European congress will vote on allowing people to change their names and genders legitimately.

On Friday, European politicians are expected to cast a vote on a government initiative to make it easier for transgender, intersex, and genderfluid people to change their names and gender in official documents.

The “self-determination law,” one of several social reforms that Chancellor Olaf Scholz’s liberal-leaning coalition government pledged when it took office in late 2021, would go into effect on November 1.

It may make it simple for people to change their legal gender and first name without going through with the registration. Three months prior to making the change, they would need to contact the business.

According to the current “transsexual law,” which dates back four decades, people who want to change gender on recognized documents must first get evaluations from two professionals who are “sufficiently knowledgeable about the particular issues of transsexualism,” and then a court decision.

Germany’s top prosecutor has overturned additional rules that required transgender people to get divorced, sterilized, and have gender transformation surgery since that law was written.

The new policy focuses on citizens’ legitimate identities. It does not require any adjustments to Germany’s rules for gender transition surgery.

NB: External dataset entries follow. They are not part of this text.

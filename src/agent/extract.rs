//! Structured-output recovery from captured stdout
//!
//! Generated programs are asked to print their results as one JSON object,
//! usually after assorted progress chatter. We scan for top-level `{...}`
//! spans with a depth counter (string literals inside an object are skipped
//! so braces in values do not confuse it) and return the last span that
//! parses as a JSON object.

use serde_json::{Map, Value};

/// Byte ranges of every top-level brace-balanced span, in order
fn top_level_spans(text: &str) -> Vec<(usize, usize)> {
    let mut spans = Vec::new();
    let mut depth = 0usize;
    let mut start = None;
    let mut in_string = false;
    let mut escaped = false;

    for (i, c) in text.char_indices() {
        if in_string {
            if escaped {
                escaped = false;
            } else if c == '\\' {
                escaped = true;
            } else if c == '"' {
                in_string = false;
            }
            continue;
        }

        match c {
            '"' if depth > 0 => in_string = true,
            '{' => {
                if depth == 0 {
                    start = Some(i);
                }
                depth += 1;
            }
            // stray closers outside any object are noise
            '}' if depth > 0 => {
                depth -= 1;
                if depth == 0 {
                    if let Some(s) = start.take() {
                        spans.push((s, i));
                    }
                }
            }
            _ => {}
        }
    }

    spans
}

/// The last complete JSON object printed in `text`, if any
pub fn last_json_object(text: &str) -> Option<Map<String, Value>> {
    top_level_spans(text).into_iter().rev().find_map(|(s, e)| {
        match serde_json::from_str::<Value>(&text[s..=e]) {
            Ok(Value::Object(map)) => Some(map),
            _ => None,
        }
    })
}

Teenagers can ask a family judge to overturn the new rules, which allow minors 14 years of age to change their name and legal identity with parental consent.

Parents or guardians would have to file uses for the registry office on their behalf if their kids were younger than 14 years old.

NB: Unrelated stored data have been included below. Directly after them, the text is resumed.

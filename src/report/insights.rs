//! Loose structure recovered from the coordinator's prose
//!
//! `## ` starts a section, `### ` a subheading, `**Label:** text` a finding
//! card; anything else is a paragraph. Text before the first section goes
//! into an untitled leading section so an error message still shows.

use super::esc;

/// One classified non-blank line
#[derive(Debug, Clone, PartialEq, Eq)]
pub enum InsightLine {
    Subheading(String),
    Finding { label: String, text: String },
    Paragraph(String),
}

impl InsightLine {
    fn classify(line: &str) -> Self {
        if let Some(rest) = line.strip_prefix("### ") {
            return InsightLine::Subheading(rest.trim().to_string());
        }
        if line.starts_with("**") {
            if let Some((label, text)) = line.split_once(':') {
                return InsightLine::Finding {
                    label: label.replace("**", "").replace("###", "").trim().to_string(),
                    text: text.replace("**", "").trim().to_string(),
                };
            }
        }
        InsightLine::Paragraph(line.to_string())
    }
}

/// A `## ` section and its lines; `title` is empty for leading text
#[derive(Debug, Clone, PartialEq, Eq)]
pub struct InsightSection {
    pub title: String,
    pub lines: Vec<InsightLine>,
}

/// Split prose into sections in document order
pub fn parse_insights(text: &str) -> Vec<InsightSection> {
    let mut sections = vec![InsightSection {
        title: String::new(),
        lines: Vec::new(),
    }];

    for raw in text.lines() {
        let line = raw.trim();
        if let Some(title) = raw.strip_prefix("## ") {
            sections.push(InsightSection {
                title: title.trim().to_string(),
                lines: Vec::new(),
            });
        } else if !line.is_empty() {
            if let Some(current) = sections.last_mut() {
                current.lines.push(InsightLine::classify(line));
            }
        }
    }

    sections.retain(|s| !s.title.is_empty() || !s.lines.is_empty());
    sections
}

/// Collapsible HTML blocks; sections without content are skipped
pub fn insights_html(sections: &[InsightSection]) -> String {
    let mut html = String::new();

    for (i, section) in sections.iter().enumerate() {
        if section.lines.is_empty() {
            continue;
        }
        let title = if section.title.is_empty() {
            "Overview"
        } else {
            section.title.as_str()
        };
        let open = if i <= 1 { " open" } else { "" };
        html.push_str(&format!(
            "<details class=\"insight\" id=\"insight-{}\"{}>\n<summary>{}</summary>\n<div class=\"content\">\n",
            i,
            open,
            esc(title)
        ));
        for line in &section.lines {
            match line {
                InsightLine::Subheading(text) => {
                    html.push_str(&format!("<h4>{}</h4>\n", esc(text)));
                }
                InsightLine::Finding { label, text } => {
                    html.push_str(&format!(
                        "<div class=\"finding-card\"><h4>{}</h4><p>{}</p></div>\n",
                        esc(label),
                        esc(text)
                    ));
                }
                InsightLine::Paragraph(text) => {
                    html.push_str(&format!("<p>{}</p>\n", esc(text)));
                }
            }
        }
        html.push_str("</div>\n</details>\n");
    }

    if html.is_empty() {
        html.push_str("<p class=\"muted\">No insights were produced.</p>\n");
    }
    html
}
//! HTML rendering of the final report and the chart dashboard
//!
//! Rendering is a pure function of its inputs: the timestamp is passed in,
//! so the same results always produce the same document. Every piece of
//! interpolated text goes through [`esc`].

pub mod dashboard;
pub mod html;
pub mod insights;

use std::path::Path;

use serde_json::Value;

pub use dashboard::visualization_dashboard;
pub use html::{quality_score, render_report, ReportInput};
pub use insights::{insights_html, parse_insights, InsightLine, InsightSection};

/// HTML-escape text for element content and attribute values
pub fn esc(text: &str) -> String {
    askama_escape::escape(text, askama_escape::Html).to_string()
}

/// `path` as referenced from a document in `base_dir`
///
/// Paths under `base_dir` become relative; anything else is kept as given.
pub fn relative_to(path: &Path, base_dir: &Path) -> String {
    let rel = path.strip_prefix(base_dir).unwrap_or(path);
    rel.components()
        .map(|c| c.as_os_str().to_string_lossy().into_owned())
        .collect::<Vec<_>>()
        .join("/")
}

/// Compact cell rendering for loosely typed result values
pub fn display_value(value: &Value) -> String {
    match value {
        Value::Null => "–".to_string(),
        Value::String(s) => s.clone(),
        Value::Number(n) => match (n.as_i64(), n.as_f64()) {
            (Some(i), _) => i.to_string(),
            (None, Some(f)) => format_float(f),
            _ => n.to_string(),
        },
        other => other.to_string(),
    }
}

fn format_float(f: f64) -> String {
    if f.fract() == 0.0 && f.abs() < 1e15 {
        return format!("{:.0}", f);
    }
    let digits = if f.abs() >= 1000.0 { 1 } else { 4 };
    let s = format!("{:.*}", digits, f);
    s.trim_end_matches('0').trim_end_matches('.').to_string()
}

#[cfg(test)]
mod tests {
    use super::*;
    use serde_json::json;
    use std::path::PathBuf;

    #[test]
    fn test_relative_to() {
        let base = PathBuf::from("results");
        assert_eq!(relative_to(&base.join("chart_1.png"), &base), "chart_1.png");
        assert_eq!(
            relative_to(&PathBuf::from("results/charts/c.png"), &base),
            "charts/c.png"
        );
        assert_eq!(relative_to(&PathBuf::from("other/c.png"), &base), "other/c.png");
    }

    #[test]
    fn test_display_value() {
        assert_eq!(display_value(&json!(3)), "3");
        assert_eq!(display_value(&json!(2.5)), "2.5");
        assert_eq!(display_value(&json!(0.123456)), "0.1235");
        assert_eq!(display_value(&json!(12345.678)), "12345.7");
        assert_eq!(display_value(&json!(4.0)), "4");
        assert_eq!(display_value(&json!("north")), "north");
        assert_eq!(display_value(&json!(null)), "–");
        assert_eq!(display_value(&json!([1, 2])), "[1,2]");
    }

    #[test]
    fn test_esc() {
        assert_eq!(esc("<b class=\"x\">&"), "&lt;b class=&quot;x&quot;&gt;&amp;");
    }
}
//! Local chart rendering (the `local` pipeline variant)
//!
//! Produces four fixed charts from the dataset without the generator or a
//! sandbox. Each chart has a primary rule keyed on the sales columns and a
//! fallback keyed on column types, so any table with a numeric column gets
//! all four files. A chart that still fails is skipped on its own.
//!
//! | # | primary | fallback |
//! |---|---------|----------|
//! | 1 | bar: `total` summed by `categories`, descending | histogram of first numeric column |
//! | 2 | line: daily `total` over `order_date` | line of first numeric column, first 100 rows |
//! | 3 | scatter `quantity` vs `price` + correlation | scatter of first two numeric columns |
//! | 4 | top-10 `product_names` by `total` | top-10 value counts of first text column |

pub mod dataset;
pub mod render;

use std::panic::{self, AssertUnwindSafe};
use std::path::{Path, PathBuf};

use tracing::{info, warn};

pub use dataset::{parse_date, pearson, Table};

use crate::agent::{AgentKind, AgentReport, ChartArtifact};
use crate::metrics::CHARTS_RENDERED;

/// Error type for local chart rendering
#[derive(Debug)]
pub enum ChartError {
    /// Neither the primary nor the fallback rule found usable data
    NoSuitableColumn(String),
    /// The drawing backend failed
    Render(String),
    Io(std::io::Error),
    Csv(csv::Error),
}

impl std::fmt::Display for ChartError {
    fn fmt(&self, f: &mut std::fmt::Formatter<'_>) -> std::fmt::Result {
        match self {
            ChartError::NoSuitableColumn(msg) => write!(f, "No suitable column: {}", msg),
            ChartError::Render(msg) => write!(f, "Render error: {}", msg),
            ChartError::Io(e) => write!(f, "IO error: {}", e),
            ChartError::Csv(e) => write!(f, "CSV error: {}", e),
        }
    }
}

impl std::error::Error for ChartError {}

impl From<std::io::Error> for ChartError {
    fn from(e: std::io::Error) -> Self {
        ChartError::Io(e)
    }
}

impl From<csv::Error> for ChartError {
    fn from(e: csv::Error) -> Self {
        ChartError::Csv(e)
    }
}

const HIST_BINS: usize = 30;
const TREND_ROWS: usize = 100;
const TOP_N: usize = 10;

type ChartPlan = fn(&Table, &Path) -> Result<(), ChartError>;

/// Fixed chart list, in output order
const PLANS: [(&str, ChartPlan); 4] = [
    ("Sales by Category", category_chart),
    ("Revenue Over Time", trend_chart),
    ("Quantity vs Price Relationship", relationship_chart),
    ("Top 10 Products by Revenue", top_products_chart),
];

/// Deterministic replacement for the remote visualization agent
#[derive(Debug, Clone)]
pub struct LocalVisualizer {
    output_dir: PathBuf,
}

impl LocalVisualizer {
    pub fn new(output_dir: impl Into<PathBuf>) -> Self {
        Self {
            output_dir: output_dir.into(),
        }
    }

    /// Render the charts as `chart_<n>.png` under the output directory
    ///
    /// Returns `{charts: [path], count}`; an unreadable dataset or output
    /// directory gives the error-shaped visualization result.
    pub fn run(&self, dataset: &Path) -> AgentReport {
        println!("[VIZ] Creating visualizations locally");

        if let Err(e) = std::fs::create_dir_all(&self.output_dir) {
            return AgentReport::failed(AgentKind::Visualization, ChartError::from(e).to_string());
        }
        let table = match Table::from_path(dataset) {
            Ok(table) => table,
            Err(e) => return AgentReport::failed(AgentKind::Visualization, e.to_string()),
        };
        println!(
            "[VIZ] ✓ Loaded CSV: {} rows, {} columns",
            table.len(),
            table.headers().len()
        );

        if table.is_empty() {
            warn!(dataset = %dataset.display(), "Dataset has no rows, nothing to chart");
            println!("[VIZ] ⚠ Dataset has no rows, no charts created");
            return AgentReport::charts(Vec::new());
        }

        let charts = self.render_plans(&table, &PLANS);

        CHARTS_RENDERED
            .with_label_values(&["local"])
            .inc_by(charts.len() as u64);
        info!(count = charts.len(), dir = %self.output_dir.display(), "Local charts rendered");
        AgentReport::charts(charts)
    }

    /// Run each plan in order; a failing or panicking plan skips only its chart
    fn render_plans(&self, table: &Table, plans: &[(&str, ChartPlan)]) -> Vec<ChartArtifact> {
        let mut charts = Vec::new();
        for (i, (title, plan)) in plans.iter().enumerate() {
            let n = i + 1;
            let path = self.output_dir.join(format!("chart_{}.png", n));
            println!("[VIZ] ℹ Creating chart {}: {}", n, title);
            let outcome = panic::catch_unwind(AssertUnwindSafe(|| plan(table, &path)))
                .unwrap_or_else(|payload| Err(ChartError::Render(panic_text(payload.as_ref()))));
            match outcome {
                Ok(()) => {
                    println!("[VIZ] ✓ Saved chart {}: {}", n, path.display());
                    charts.push(ChartArtifact::File(path));
                }
                Err(e) => {
                    warn!(chart = n, error = %e, "Skipping chart");
                    println!("[VIZ] ⚠ Error creating chart {}: {}", n, e);
                }
            }
        }
        charts
    }
}

fn panic_text(payload: &(dyn std::any::Any + Send)) -> String {
    payload
        .downcast_ref::<&str>()
        .map(|s| s.to_string())
        .or_else(|| payload.downcast_ref::<String>().cloned())
        .unwrap_or_else(|| "renderer panicked".to_string())
}

fn first_numeric(table: &Table) -> Result<(String, Vec<f64>), ChartError> {
    table
        .numeric_columns()
        .first()
        .and_then(|&i| Some((table.headers()[i].clone(), table.numeric(i)?)))
        .ok_or_else(|| ChartError::NoSuitableColumn("no numeric column".to_string()))
}

fn category_chart(table: &Table, path: &Path) -> Result<(), ChartError> {
    if let (Some(cat), Some(total)) = (table.column_index("categories"), table.numeric_named("total")) {
        let mut sums = table.sum_by(cat, &total);
        sums.sort_by(|a, b| b.1.total_cmp(&a.1));
        return render::bar_chart(path, "Total Revenue by Category", "Category", "Revenue ($)", &sums);
    }

    let (name, values) = first_numeric(table)?;
    render::histogram(
        path,
        "Distribution of First Numeric Column",
        &name,
        &values,
        HIST_BINS,
    )
}

fn trend_chart(table: &Table, path: &Path) -> Result<(), ChartError> {
    if let (Some(date), Some(total)) = (table.column_index("order_date"), table.numeric_named("total")) {
        let days = table.daily_sums(date, &total);
        let labels: Vec<String> = days.iter().map(|(d, _)| d.format("%Y-%m-%d").to_string()).collect();
        let values: Vec<f64> = days.iter().map(|(_, v)| *v).collect();
        return render::line_chart(path, "Daily Revenue Trend", "Date", "Revenue ($)", &labels, &values);
    }

    let (name, values) = first_numeric(table)?;
    let head: Vec<f64> = values.into_iter().take(TREND_ROWS).collect();
    render::line_chart(path, "Trend Line (First 100 rows)", "Index", &name, &[], &head)
}

fn relationship_chart(table: &Table, path: &Path) -> Result<(), ChartError> {
    if let (Some(qty), Some(price)) = (table.numeric_named("quantity"), table.numeric_named("price")) {
        let annotation = pearson(&qty, &price).map(|r| format!("Correlation: {:.3}", r));
        return render::scatter_chart(
            path,
            "Quantity vs Price Relationship",
            "Quantity",
            "Price ($)",
            &qty,
            &price,
            annotation.as_deref(),
        );
    }

    let numeric = table.numeric_columns();
    match numeric.as_slice() {
        [a, b, ..] => {
            let (xa, xb) = (&table.headers()[*a], &table.headers()[*b]);
            let xs = table.numeric(*a).unwrap_or_default();
            let ys = table.numeric(*b).unwrap_or_default();
            render::scatter_chart(path, &format!("{} vs {}", xa, xb), xa, xb, &xs, &ys, None)
        }
        // single numeric column: plot it against row position
        [a] => {
            let name = &table.headers()[*a];
            let ys = table.numeric(*a).unwrap_or_default();
            let xs: Vec<f64> = (0..ys.len()).map(|i| i as f64).collect();
            render::scatter_chart(path, &format!("Index vs {}", name), "Index", name, &xs, &ys, None)
        }
        [] => Err(ChartError::NoSuitableColumn("no numeric column".to_string())),
    }
}

fn top_products_chart(table: &Table, path: &Path) -> Result<(), ChartError> {
    if let (Some(product), Some(total)) = (table.column_index("product_names"), table.numeric_named("total")) {
        let mut sums = table.sum_by(product, &total);
        sums.sort_by(|a, b| a.1.total_cmp(&b.1));
        let top = sums.split_off(sums.len().saturating_sub(TOP_N));
        return render::horizontal_bar_chart(path, "Top 10 Products by Revenue", "Revenue ($)", &top);
    }

    // no text column: count the first column's values instead
    let col = table
        .categorical_columns()
        .first()
        .copied()
        .or_else(|| (!table.headers().is_empty()).then_some(0))
        .ok_or_else(|| ChartError::NoSuitableColumn("table has no columns".to_string()))?;
    let counts: Vec<(String, f64)> = table
        .value_counts(col)
        .into_iter()
        .take(TOP_N)
        .map(|(k, n)| (k, n as f64))
        .collect();
    let title = format!("Top 10 {} Values", table.headers()[col]);
    render::horizontal_bar_chart(path, &title, "Count", &counts)
}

No more changes may be permitted for a month after a proper change of name and gender becomes effective. For example, the new legislation allows owners of venues and changing areas to continue to choose who has access.

Nyke Slawik, one of two transgender women who were elected as lawmakers in 2021, said ahead of the vote in parliament’s lower house, or Bundestag, that the new rules would have saved her over a year of dealing with courts, seeking expert assessments and spending nearly 2,000 euros ($2,150).

“We suddenly want to make it easier,” Slawik, a senator with the Greens, one of the governing parties, told ARD television. “Many various nations have done this, and Germany is merely following suit by significantly simplifying this enrollment.”

Earlier in 2023, Spain’s parliament approved legislation allowing people over the age of 16 to change their legally recognized sex without any health guidance, among other things.

In the United Kingdom, a bill passed by the Scottish parliament in 2022 may change the gender title on identification documents by self-declaration. That was vetoed by the UK authorities, a decision that Scotland’s highest civil judge upheld in December.

In other politically liberal measures, Scholz’s government has legalized the possession of limited amounts of cannabis, eased the regulations on gaining German citizenship, ended limits on holding two citizenships, and ended a ban on doctors “advertising” abortion services. Same-sex unions were also permitted in 2017.